Dive Brief:
- The fire at Gap’s Fiskill, NY warehouse last Monday will significantly slow Gap's distribution this holiday season, forcing a major setback upon the company.
- The Fiskill warehouse was its largest fulfillment center, which serviced about 10% of Gap’s orders. The company has been working on alternative plans to distribute orders to two other warehouses in Ohio and Tennessee.
- Inbound deliveries are still going through Fiskill and are being stored in temporary trailers at the warehouse. To ease the load on its other warehouses, Gap is increasing shipments directly from stores to reduce some of the pressure on its other distribution centers.
Dive Insight:
Warehouse fires' impact on supply chains go beyond the immediate property loss and logistics challenges: the unanticipated disruption can severely diminish companies' cash reserves as companies hire additional services to retain competitiveness and minimize effects on fulfillment and turnaround times.
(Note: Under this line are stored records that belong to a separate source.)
//! Content addresses
//!
//! An [`Id`] is the BLAKE3 hash of a document's canonical serialized bytes.
//! `Id::of` is the only way to mint one from content; `Id::from_slice` exists
//! for reading addresses back out of documents and must be length-checked.

use std::fmt;

use crate::error::{check_length, FolioResult};

/// Length of a content address in bytes
pub const ID_SIZE: usize = 32;

/// A 32-byte content address.
#[derive(Clone, Copy, PartialEq, Eq, Hash, PartialOrd, Ord)]
pub struct Id([u8; ID_SIZE]);

impl Id {
    /// Content address of some serialized bytes.
    pub fn of(bytes: &[u8]) -> Self {
        Self(*blake3::hash(bytes).as_bytes())
    }

    /// Parse an address stored inside a document.
    pub fn from_slice(bytes: &[u8]) -> FolioResult<Self> {
        check_length("content address", bytes, ID_SIZE)?;
        let mut id = [0u8; ID_SIZE];
        id.copy_from_slice(bytes);
        Ok(Self(id))
    }

    pub fn as_bytes(&self) -> &[u8; ID_SIZE] {
        &self.0
    }

    /// Lowercase hex, 64 chars
    pub fn to_hex(&self) -> String {
        hex::encode(self.0)
    }

    pub fn from_hex(s: &str) -> FolioResult<Self> {
        let bytes = hex::decode(s)
            .map_err(|e| crate::FolioError::malformed("content address hex", e))?;
        Self::from_slice(&bytes)
    }
}

impl fmt::Display for Id {
    fn fmt(&self, f: &mut fmt::Formatter<'_>) -> fmt::Result {
        f.write_str(&self.to_hex())
    }
}

impl fmt::Debug for Id {
    fn fmt(&self, f: &mut fmt::Formatter<'_>) -> fmt::Result {
        write!(f, "Id({})", &self.to_hex()[..16])
    }
}

#[cfg(test)]
mod tests {
    use super::*;
    use crate::ErrorKind;
    use proptest::prelude::*;

    #[test]
    fn test_hex_roundtrip() {
        let id = Id::of(b"hello folio");
        let hex = id.to_hex();
        assert_eq!(hex.len(), 64);
        assert_eq!(Id::from_hex(&hex).unwrap(), id);
    }

    #[test]
    fn test_id_is_blake3_of_bytes() {
        let bytes = b"canonical document bytes";
        assert_eq!(Id::of(bytes).as_bytes(), blake3::hash(bytes).as_bytes());
        assert_eq!(
            Id::from_slice(Id::of(bytes).as_bytes()).unwrap(),
            Id::of(bytes)
        );
    }

    #[test]
    fn test_from_slice_wrong_length() {
        let err = Id::from_slice(&[0u8; 31]).unwrap_err();
        assert_eq!(err.kind(), ErrorKind::MalformedInput);
    }

    proptest! {
        #[test]
        fn id_is_deterministic(data in proptest::collection::vec(any::<u8>(), 0..=2048)) {
            prop_assert_eq!(Id::of(&data), Id::of(&data));
        }

        #[test]
        fn one_byte_change_changes_id(
            data in proptest::collection::vec(any::<u8>(), 1..=2048),
            pos in any::<prop::sample::Index>(),
        ) {
            let mut altered = data.clone();
            let i = pos.index(altered.len());
            altered[i] ^= 0x01;
            prop_assert_ne!(Id::of(&data), Id::of(&altered));
        }
    }
}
However, warehouse fires are of the most commonplace, and expensive, disruptions. The National Fire Incident Reporting System sites approximately 1,210 warehouse fires every year, recording roughly $155 million in total property damage from 2009 to 2013.
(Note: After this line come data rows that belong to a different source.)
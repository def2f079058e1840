use serde::{Deserialize, Serialize};
use std::path::{Path, PathBuf};

use crate::error::{FolioError, FolioResult};

/// Default bytes per page (2 MiB)
pub const DEFAULT_PAGE_SIZE: usize = 2 * 1024 * 1024;

/// Top-level client configuration (loaded from folio.toml)
#[derive(Debug, Clone, Default, Serialize, Deserialize)]
#[serde(default)]
pub struct FolioConfig {
    pub pack: PackConfig,
    pub compression: CompressionConfig,
    pub storage: StorageConfig,
    pub log: LogConfig,
}

impl FolioConfig {
    /// Read and validate a TOML config file.
    pub fn load(path: &Path) -> FolioResult<Self> {
        let text = std::fs::read_to_string(path)?;
        let config: Self = toml::from_str(&text)
            .map_err(|e| FolioError::Config(format!("{}: {e}", path.display())))?;
        config.validate()?;
        Ok(config)
    }

    pub fn validate(&self) -> FolioResult<()> {
        if self.pack.page_size == 0 {
            return Err(FolioError::Config("pack.page_size must be at least 1".into()));
        }
        if u32::try_from(self.pack.page_size).is_err() {
            return Err(FolioError::Config(format!(
                "pack.page_size {} exceeds u32::MAX",
                self.pack.page_size
            )));
        }
        match self.storage.backend.as_str() {
            "memory" | "fs" | "s3" => {}
            other => {
                return Err(FolioError::Config(format!(
                    "storage.backend must be memory, fs or s3 (got {other:?})"
                )))
            }
        }
        match self.log.format.as_str() {
            "text" | "json" => Ok(()),
            other => Err(FolioError::Config(format!(
                "log.format must be text or json (got {other:?})"
            ))),
        }
    }
}

#[derive(Debug, Clone, Serialize, Deserialize)]
#[serde(default)]
pub struct PackConfig {
    /// Maximum compressed bytes carried by one page (default: 2 MiB)
    pub page_size: usize,
}

impl Default for PackConfig {
    fn default() -> Self {
        Self {
            page_size: DEFAULT_PAGE_SIZE,
        }
    }
}

/// Which media types skip compression, and how hard to compress the rest
#[derive(Debug, Clone, Serialize, Deserialize)]
#[serde(default)]
pub struct CompressionConfig {
    /// zstd compression level (default: 3)
    pub zstd_level: i32,
    /// Media types whose content is already compressed
    pub skip_media_types: Vec<String>,
}

impl Default for CompressionConfig {
    fn default() -> Self {
        Self {
            zstd_level: 3,
            skip_media_types: [
                "application/x-gzip",
                "application/gzip",
                "application/x-compressed",
                "application/x-zip-compressed",
                "application/zip",
                "application/pdf",
                "application/x-pdf",
                "image/jpeg",
                "image/png",
                "image/gif",
                "image/webp",
            ]
            .into_iter()
            .map(String::from)
            .collect(),
        }
    }
}

#[derive(Debug, Clone, Serialize, Deserialize)]
#[serde(default)]
pub struct StorageConfig {
    /// "memory", "fs" or "s3"
    pub backend: String,
    /// Root directory for the fs backend
    pub root: Option<PathBuf>,
    /// S3 endpoint
    pub endpoint: String,
    /// S3 region (default: us-east-1)
    pub region: String,
    /// Bucket name
    pub bucket: String,
    /// Key prefix under which documents are stored
    pub prefix: String,
    /// Timeout for a single document put, in seconds
    pub put_timeout_secs: u64,
    /// Timeout for a single document get, in seconds
    pub get_timeout_secs: u64,
}

impl Default for StorageConfig {
    fn default() -> Self {
        Self {
            backend: "memory".into(),
            root: None,
            endpoint: "http://localhost:8333".into(),
            region: "us-east-1".into(),
            bucket: "folio".into(),
            prefix: "folio".into(),
            put_timeout_secs: 5,
            get_timeout_secs: 5,
        }
    }
}

#[derive(Debug, Clone, Serialize, Deserialize)]
#[serde(default)]
pub struct LogConfig {
    /// Log level or EnvFilter directive (default: info)
    pub level: String,
    /// Log format: "json" or "text"
    pub format: String,
}

impl Default for LogConfig {
    fn default() -> Self {
        Self {
            level: "info".into(),
            format: "text".into(),
        }
    }
}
The Hamilton Group, a fire protection engineering firm, attributes the increased threat to risks of electrical malfunctions and large volumes of wood pallets to feed the flames, meanwhile recommending empty pallets be stored outside or in specialized structures.
In addition, an Inbound Logistics analysis adds the recent emphasis on Lean supply chains — which calls for goods to be concentrated in larger warehouses — has also increased the loss rates from warehouse fires by reducing the available "buffer" inventory to mitigate the effects of such disasters.
Gap's Fiskill warehouse accounted for more than 30% of the company's total distribution space.